The Far Eastern scripts, which include Chinese and Japanese, contain thousands of written symbols, far more than could be incorporated in 8-bit (single-byte) code pages. For this reason, an encoding solution that could handle the CJK scripts had to be developed.
The general encoding solution for the CJK scripts was developed in Japan. It uses a 16-bit (two-byte) code page for each of these scripts. Double-byte code pages can handle up to 16,536 written symbols, more than enough for most text processing applications. Different computer implementations were later developed to improve performance with double-byte codes. Today, three general schemes are used for CJK encodings.
The first scheme, modal encoding, uses a two-stage process. The first stage is mode switching (for example, switching between a sequence of single-byte Latin letters and double-byte Japanese kanji characters), which is signaled by an escape sequence of specific codes. The second stage is the handling of the actual bytes that represent the characters. Modal encoding methods typically use 7-bit codes. An example is Japanese JIS encoding.

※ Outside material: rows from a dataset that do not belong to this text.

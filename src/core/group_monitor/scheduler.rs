//! Periodic tick driver for a sampling session.
//!
//! The scheduler owns a small Tokio runtime. An interval timer fires on the
//! runtime; every firing that finds the previous tick finished runs the tick
//! on the blocking pool. Firings that land while a tick is still executing are
//! dropped rather than queued.

use std::cell::Cell;
use std::panic::{catch_unwind, AssertUnwindSafe};
use std::sync::atomic::{AtomicU64, AtomicU8, Ordering};
use std::sync::Arc;
use std::time::Duration;

use tokio::sync::{broadcast, watch};
use tokio::task::JoinHandle;
use tokio::time::{interval_at, Instant, Interval, MissedTickBehavior};

use crate::error::{MonitorError, Result};

type TickFn = dyn Fn() -> Result<()> + Send + Sync;

thread_local! {
    static IN_TICK: Cell<bool> = const { Cell::new(false) };
}

/// Whether the calling thread is currently executing a tick
pub fn in_tick() -> bool {
    IN_TICK.with(|flag| flag.get())
}

#[derive(Debug, Clone, Copy, PartialEq, Eq)]
#[repr(u8)]
pub enum TickState {
    Idle = 0,
    Sampling = 1,
}

/// Re-entrancy guard: at most one tick holds a [`TickPermit`] at a time
#[derive(Debug)]
pub struct TickGuard {
    state: AtomicU8,
}

impl TickGuard {
    pub fn new() -> Self {
        Self {
            state: AtomicU8::new(TickState::Idle as u8),
        }
    }

    pub fn state(&self) -> TickState {
        if self.state.load(Ordering::Acquire) == TickState::Sampling as u8 {
            TickState::Sampling
        } else {
            TickState::Idle
        }
    }

    /// Move Idle -> Sampling, or `None` if a tick is already running
    pub fn try_enter(self: &Arc<Self>) -> Option<TickPermit> {
        self.state
            .compare_exchange(
                TickState::Idle as u8,
                TickState::Sampling as u8,
                Ordering::AcqRel,
                Ordering::Acquire,
            )
            .ok()
            .map(|_| TickPermit {
                guard: Arc::clone(self),
            })
    }
}

impl Default for TickGuard {
    fn default() -> Self {
        Self::new()
    }
}

/// Returns the guard to Idle when dropped
#[derive(Debug)]
pub struct TickPermit {
    guard: Arc<TickGuard>,
}

impl Drop for TickPermit {
    fn drop(&mut self) {
        self.guard
            .state
            .store(TickState::Idle as u8, Ordering::Release);
    }
}

#[derive(Debug, Default)]
struct Counters {
    fired: AtomicU64,
    skipped: AtomicU64,
    completed: AtomicU64,
    faulted: AtomicU64,
}

/// Tick accounting since the scheduler started
#[derive(Debug, Clone, Copy, Default, PartialEq, Eq)]
pub struct SchedulerStats {
    /// Timer firings, including skipped ones
    pub fired: u64,
    /// Firings dropped because a tick was still executing
    pub skipped: u64,
    pub completed: u64,
    /// Ticks that returned an error or panicked
    pub faulted: u64,
}

pub struct SamplingScheduler {
    runtime: Option<tokio::runtime::Runtime>,
    interval_tx: watch::Sender<Duration>,
    shutdown_tx: broadcast::Sender<()>,
    loop_handle: Option<JoinHandle<()>>,
    counters: Arc<Counters>,
}

impl SamplingScheduler {
    /// Start firing `tick` every `period`. The first firing happens one
    /// period after start.
    pub fn start<F>(period: Duration, tick: F) -> Result<Self>
    where
        F: Fn() -> Result<()> + Send + Sync + 'static,
    {
        if period.is_zero() {
            return Err(MonitorError::InvalidInterval(0));
        }

        let runtime = tokio::runtime::Builder::new_multi_thread()
            .worker_threads(1)
            .max_blocking_threads(2)
            .enable_time()
            .thread_name("pgmon-scheduler")
            .build()
            .map_err(|e| MonitorError::runtime(format!("Failed to build runtime: {}", e)))?;

        let (interval_tx, interval_rx) = watch::channel(period);
        let (shutdown_tx, _) = broadcast::channel::<()>(1);
        let counters = Arc::new(Counters::default());

        let tick: Arc<TickFn> = Arc::new(tick);
        let loop_handle = runtime.spawn(run_loop(
            tick,
            interval_rx,
            shutdown_tx.subscribe(),
            Arc::new(TickGuard::new()),
            Arc::clone(&counters),
        ));

        Ok(Self {
            runtime: Some(runtime),
            interval_tx,
            shutdown_tx,
            loop_handle: Some(loop_handle),
            counters,
        })
    }

    /// Applies from the next firing on
    pub fn set_interval(&self, period: Duration) -> Result<()> {
        if period.is_zero() {
            return Err(MonitorError::InvalidInterval(0));
        }
        self.interval_tx.send_replace(period);
        Ok(())
    }

    pub fn interval(&self) -> Duration {
        *self.interval_tx.borrow()
    }

    pub fn is_running(&self) -> bool {
        self.loop_handle.is_some()
    }

    pub fn stats(&self) -> SchedulerStats {
        SchedulerStats {
            fired: self.counters.fired.load(Ordering::Relaxed),
            skipped: self.counters.skipped.load(Ordering::Relaxed),
            completed: self.counters.completed.load(Ordering::Relaxed),
            faulted: self.counters.faulted.load(Ordering::Relaxed),
        }
    }

    /// Stop the timer and wait for an in-flight tick to finish. Idempotent.
    ///
    /// Called from inside a tick (for example by a subscriber), this only
    /// signals the loop: the caller is itself the in-flight tick.
    pub fn stop(&mut self) {
        let Some(handle) = self.loop_handle.take() else {
            return;
        };
        let _ = self.shutdown_tx.send(());

        if in_tick() {
            return;
        }
        if let Some(runtime) = self.runtime.as_ref() {
            if let Err(e) = runtime.block_on(handle) {
                log::error!("Scheduler loop ended abnormally: {}", e);
            }
        }
    }
}

impl Drop for SamplingScheduler {
    fn drop(&mut self) {
        self.stop();
        if let Some(runtime) = self.runtime.take() {
            if in_tick() {
                runtime.shutdown_background();
            }
        }
    }
}

fn new_ticker(period: Duration) -> Interval {
    let mut ticker = interval_at(Instant::now() + period, period);
    ticker.set_missed_tick_behavior(MissedTickBehavior::Skip);
    ticker
}

async fn run_loop(
    tick: Arc<TickFn>,
    mut interval_rx: watch::Receiver<Duration>,
    mut shutdown: broadcast::Receiver<()>,
    guard: Arc<TickGuard>,
    counters: Arc<Counters>,
) {
    let mut ticker = new_ticker(*interval_rx.borrow_and_update());
    let mut in_flight: Option<JoinHandle<()>> = None;

    loop {
        tokio::select! {
            _ = ticker.tick() => {
                counters.fired.fetch_add(1, Ordering::Relaxed);

                let Some(permit) = guard.try_enter() else {
                    counters.skipped.fetch_add(1, Ordering::Relaxed);
                    log::debug!("Previous tick still running, skipping this firing");
                    continue;
                };

                let tick = Arc::clone(&tick);
                let counters = Arc::clone(&counters);
                in_flight = Some(tokio::task::spawn_blocking(move || {
                    let _permit = permit;
                    run_tick(tick.as_ref(), &counters);
                }));
            }
            changed = interval_rx.changed() => {
                if changed.is_err() {
                    break;
                }
                let period = *interval_rx.borrow_and_update();
                log::debug!("Sampling interval changed to {} ms", period.as_millis());
                ticker = new_ticker(period);
            }
            _ = shutdown.recv() => {
                break;
            }
        }
    }

    if let Some(handle) = in_flight {
        let _ = handle.await;
    }
}

fn run_tick(tick: &TickFn, counters: &Counters) {
    IN_TICK.with(|flag| flag.set(true));
    let outcome = catch_unwind(AssertUnwindSafe(tick));
    IN_TICK.with(|flag| flag.set(false));

    match outcome {
        Ok(Ok(())) => {
            counters.completed.fetch_add(1, Ordering::Relaxed);
        }
        Ok(Err(e)) => {
            counters.faulted.fetch_add(1, Ordering::Relaxed);
            log::error!("Sampling tick failed: {}", e);
        }
        Err(_) => {
            counters.faulted.fetch_add(1, Ordering::Relaxed);
            log::error!("Sampling tick panicked, continuing with the next interval");
        }
    }
}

The second scheme, non-modal encoding, uses the numeric byte value of a text stream to decide when to switch between one- and two-byte-per character modes. For example, in both the Japanese Shift-JIS and traditional Chinese Big-5 encodings, a value in the range 0x20-0x7F represents the corresponding 7-bit ASCII (English) letters. However, a value in the range 0x80-0xFF indicates that the value is the first byte in a double-byte ideograph. Non-modal encoding methods typically use 8-bit codes.
The third scheme, fixed-width encoding, uses the same number of bytes to represent all the characters available in a character set. There is no switching between one- and two-byte-per-character modes. This encoding method simplifies searching, indexing, and sorting of text, but can use a large amount of space. UTF-16 Unicode is an example of a fixed-width encoding scheme.
These schemes are generally applied to actual code page implementation by an operating system-specific method. Some systems use both a single-byte code page (for Latin text or kana) and a double-byte code page (for ideographs), and switch between them. In addition, there are multiple code page solutions on the same platform for each of these languages, particularly Chinese.